One evening we went to Schnabel’s CD launch. He sang like a bad Leonard Cohen. He said, now you are on your own; as we entered the room a relentless strobe of flash lights went TTRRRRIRRRRRRRRR, drilling into my brain. A blinding vibrating light.

There were moments, when we were out of that studio, that were, uhm, weird. The day after Schnabel’s launch, I remember him being chased in tears down a Manhattan street by a policeman on a horse, who was shouting MY GOD, IT S BOWIE! We went on to show our work in London, (where Bowie attended the opening without me), and in Basel, where I attended, but not him. He contributed pieces from our collaboration to all three of the Art For Africa AIDS orphans auctions I organised in Cape Town, Joburg and London with Sotheby’s .

The last time I saw Bowie was when he invited me to a concert he played in London in the late ’90s . Thereafter it was only phone calls, then emails, when it was invented. He crawled into his shell, away from the fame flame, after his heart scare in 2004, and to focus on his young daughter, and his wife, Iman.

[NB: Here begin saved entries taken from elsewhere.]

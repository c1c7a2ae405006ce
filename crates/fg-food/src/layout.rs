//! Food generators.
//!
//! # Clustered
//!
//! One token is seeded at the anchor (chosen or uniformly random).  Each
//! further unit draws a jump `d = U^(−1/γ)` with `U ~ U(0, 1]`, clamps it to
//! `[1, diagonal/√2]`, picks a random already-placed token, and deposits on a
//! cell at exactly `⌈d⌉` (Moore shell) from it.  Large `γ` keeps jumps short
//! and yields one tight patch; `γ = 0` places every unit uniformly.  A shell
//! too wide for the grid has no cells, and the unit lands uniformly instead.
//!
//! # Multi-spot
//!
//! `total_food` is split evenly over 1, 2 or 4 Euclidean discs:
//!
//! | Spots | Centres                                   | Radius  |
//! |-------|-------------------------------------------|---------|
//! | 1     | `(W/2, H/2)`                              | `N/6`   |
//! | 2     | `(W/4, H/4)`, `(3W/4, 3H/4)`              | `N/8`   |
//! | 4     | the four quadrant centres                 | `N/12`  |
//!
//! with `N = min(W, H)`.  Every cell of a spot receives
//! `(total / spots) / cells_in_spot`, integer division throughout.

use fg_core::{Cell, FgError, FgResult, SimRng};
use fg_spatial::{Grid, Neighborhood};
use tracing::debug;

use crate::FoodGrid;

/// Number of food spots in a multi-spot layout.
#[derive(Copy, Clone, Debug, PartialEq, Eq)]
#[cfg_attr(feature = "serde", derive(serde::Serialize, serde::Deserialize))]
#[cfg_attr(feature = "serde", serde(try_from = "u32", into = "u32"))]
pub enum SpotCount {
    One,
    Two,
    Four,
}

impl TryFrom<u32> for SpotCount {
    type Error = FgError;

    fn try_from(n: u32) -> FgResult<Self> {
        match n {
            1 => Ok(SpotCount::One),
            2 => Ok(SpotCount::Two),
            4 => Ok(SpotCount::Four),
            _ => Err(FgError::config("food.spots", format!("must be 1, 2 or 4, got {n}"))),
        }
    }
}

impl From<SpotCount> for u32 {
    fn from(s: SpotCount) -> u32 {
        match s {
            SpotCount::One  => 1,
            SpotCount::Two  => 2,
            SpotCount::Four => 4,
        }
    }
}

impl SpotCount {
    /// Spot centres on `grid`, in the order listed in the module table.
    pub fn centres(self, grid: &Grid) -> Vec<Cell> {
        let (w, h) = (grid.width(), grid.height());
        match self {
            SpotCount::One  => vec![Cell::new(w / 2, h / 2)],
            SpotCount::Two  => vec![Cell::new(w / 4, h / 4), Cell::new(3 * w / 4, 3 * h / 4)],
            SpotCount::Four => vec![
                Cell::new(w / 4, h / 4),
                Cell::new(3 * w / 4, h / 4),
                Cell::new(w / 4, 3 * h / 4),
                Cell::new(3 * w / 4, 3 * h / 4),
            ],
        }
    }

    /// Disc radius of each spot on `grid`.
    pub fn radius(self, grid: &Grid) -> i32 {
        let n = grid.width().min(grid.height());
        match self {
            SpotCount::One  => n / 6,
            SpotCount::Two  => n / 8,
            SpotCount::Four => n / 12,
        }
    }
}

/// How initial food is distributed.
#[derive(Clone, Debug, PartialEq)]
#[cfg_attr(feature = "serde", derive(serde::Serialize, serde::Deserialize))]
#[cfg_attr(feature = "serde", serde(tag = "mode", rename_all = "snake_case"))]
pub enum FoodLayout {
    /// Power-law jumps from already placed food.
    Clustered {
        gamma:      f64,
        total_food: i64,
        #[cfg_attr(feature = "serde", serde(default))]
        anchor:     Option<Cell>,
    },
    /// Equal shares on 1, 2 or 4 circular spots.
    MultiSpot {
        spots:      SpotCount,
        total_food: i64,
    },
}

impl Default for FoodLayout {
    fn default() -> Self {
        FoodLayout::Clustered { gamma: 1.0, total_food: 35 * 35 * 10, anchor: None }
    }
}

impl FoodLayout {
    pub fn total_food(&self) -> i64 {
        match *self {
            FoodLayout::Clustered { total_food, .. } | FoodLayout::MultiSpot { total_food, .. } => total_food,
        }
    }

    /// The multi-spot count, if this is a multi-spot layout.
    pub fn spots(&self) -> Option<SpotCount> {
        match *self {
            FoodLayout::MultiSpot { spots, .. } => Some(spots),
            FoodLayout::Clustered { .. } => None,
        }
    }

    pub fn validate(&self) -> FgResult<()> {
        if self.total_food() < 0 {
            return Err(FgError::config(
                "food.total_food",
                format!("must be >= 0, got {}", self.total_food()),
            ));
        }
        if let FoodLayout::Clustered { gamma, .. } = *self {
            if !gamma.is_finite() || gamma < 0.0 {
                return Err(FgError::config("food.gamma", format!("must be a finite value >= 0, got {gamma}")));
            }
        }
        Ok(())
    }
}

/// Build a populated [`FoodGrid`] on `grid` according to `layout`.
pub fn generate(layout: &FoodLayout, grid: Grid, rng: &mut SimRng) -> FgResult<FoodGrid> {
    layout.validate()?;
    let mut food = FoodGrid::new(grid);
    match *layout {
        FoodLayout::Clustered { gamma, total_food, anchor } => {
            clustered(&mut food, gamma, total_food as u64, anchor, rng);
        }
        FoodLayout::MultiSpot { spots, total_food } => {
            multi_spot(&mut food, spots, total_food as u64)?;
        }
    }
    debug!(total = food.total(), tokens = food.token_count(), "food generated");
    Ok(food)
}

fn clustered(food: &mut FoodGrid, gamma: f64, total: u64, anchor: Option<Cell>, rng: &mut SimRng) {
    if total == 0 {
        return;
    }
    let grid = *food.grid();
    let seed = anchor.map_or_else(|| grid.random_cell(rng), |c| grid.wrap(c));
    food.place(seed, 1);
    let mut placed = vec![seed];
    let max_jump = grid.diagonal() / std::f64::consts::SQRT_2;

    for _ in 1..total {
        let cell = if gamma == 0.0 {
            grid.random_cell(rng)
        } else {
            let d = rng.unit_open_zero().powf(-1.0 / gamma).clamp(1.0, max_jump.max(1.0));
            let from = *rng.choose(&placed).unwrap_or(&seed);
            // ⌈d⌉ is at least 1 and the shell query cannot fail.
            let shell = grid.ring(from, d.ceil() as i32, Neighborhood::Moore).unwrap_or_default();
            match rng.choose(&shell) {
                Some(&c) => c,
                None => grid.random_cell(rng),
            }
        };
        if !food.has_food(cell) {
            placed.push(cell);
        }
        food.place(cell, 1);
    }
}

fn multi_spot(food: &mut FoodGrid, spots: SpotCount, total: u64) -> FgResult<()> {
    let grid = *food.grid();
    let budget = total / u64::from(u32::from(spots));
    let radius = spots.radius(&grid);
    for centre in spots.centres(&grid) {
        let cells = grid.disc(centre, radius).unwrap_or_default();
        if cells.is_empty() {
            continue;
        }
        let share = budget / cells.len() as u64;
        let per_cell = u32::try_from(share).map_err(|_| {
            FgError::config(
                "food.total_food",
                format!("{share} units per spot cell exceeds the per-cell limit of {}", u32::MAX),
            )
        })?;
        for cell in cells {
            food.place(cell, per_cell);
        }
    }
    Ok(())
}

He did no press and saw very few friends. I heard of a make up artist who would do him up so he could go out and about unrecognised. I sent him an image ten days ago of my painted toes with dots on, sticking out of my bedroom window in Plett, looking across a vlei of reeds on a perfect day.

“Perfect” he said, “Title: Nude. Love DB.” DM

Photo: David Bowie, then 49, performs on stage in Helsinki January 17, 1996. (Reuters)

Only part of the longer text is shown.